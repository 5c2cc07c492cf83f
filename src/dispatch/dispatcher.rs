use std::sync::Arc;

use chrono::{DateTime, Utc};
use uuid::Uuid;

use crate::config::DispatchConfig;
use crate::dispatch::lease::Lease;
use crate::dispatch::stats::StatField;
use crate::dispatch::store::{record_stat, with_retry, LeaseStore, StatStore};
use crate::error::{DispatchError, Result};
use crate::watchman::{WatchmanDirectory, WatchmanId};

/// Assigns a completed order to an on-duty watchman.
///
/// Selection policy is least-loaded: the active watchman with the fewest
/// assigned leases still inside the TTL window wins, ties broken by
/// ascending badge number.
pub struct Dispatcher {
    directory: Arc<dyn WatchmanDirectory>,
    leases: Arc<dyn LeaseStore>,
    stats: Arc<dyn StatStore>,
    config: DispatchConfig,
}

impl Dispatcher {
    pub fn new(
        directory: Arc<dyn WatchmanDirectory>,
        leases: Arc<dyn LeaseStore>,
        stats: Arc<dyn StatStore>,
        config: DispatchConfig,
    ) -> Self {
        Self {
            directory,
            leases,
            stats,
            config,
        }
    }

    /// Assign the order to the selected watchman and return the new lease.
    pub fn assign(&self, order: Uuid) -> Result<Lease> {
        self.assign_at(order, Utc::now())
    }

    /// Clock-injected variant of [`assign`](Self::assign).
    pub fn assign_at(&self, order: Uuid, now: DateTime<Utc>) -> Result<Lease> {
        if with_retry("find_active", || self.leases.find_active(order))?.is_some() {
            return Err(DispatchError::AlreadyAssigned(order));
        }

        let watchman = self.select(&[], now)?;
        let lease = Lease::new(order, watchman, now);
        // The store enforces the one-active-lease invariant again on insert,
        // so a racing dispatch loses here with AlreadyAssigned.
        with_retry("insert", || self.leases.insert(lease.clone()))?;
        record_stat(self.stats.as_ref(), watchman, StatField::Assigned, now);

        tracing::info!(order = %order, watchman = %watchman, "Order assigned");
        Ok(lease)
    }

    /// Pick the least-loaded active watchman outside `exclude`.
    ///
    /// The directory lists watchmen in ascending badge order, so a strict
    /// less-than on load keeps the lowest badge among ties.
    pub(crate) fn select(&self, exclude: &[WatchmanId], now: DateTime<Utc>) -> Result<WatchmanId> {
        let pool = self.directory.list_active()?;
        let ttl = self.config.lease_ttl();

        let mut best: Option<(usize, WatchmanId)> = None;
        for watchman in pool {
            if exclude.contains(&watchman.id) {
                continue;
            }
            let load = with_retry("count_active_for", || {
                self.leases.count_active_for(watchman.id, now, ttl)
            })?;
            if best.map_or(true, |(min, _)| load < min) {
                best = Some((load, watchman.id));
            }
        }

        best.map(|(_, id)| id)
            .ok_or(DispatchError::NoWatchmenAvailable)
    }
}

::::::::::

**What you will do:** Copy every line of the material above in which the word "DateTime" appears.

**Result of this task:**
use chrono::{DateTime, Utc};
    pub fn assign_at(&self, order: Uuid, now: DateTime<Utc>) -> Result<Lease> {
    pub(crate) fn select(&self, exclude: &[WatchmanId], now: DateTime<Utc>) -> Result<WatchmanId> {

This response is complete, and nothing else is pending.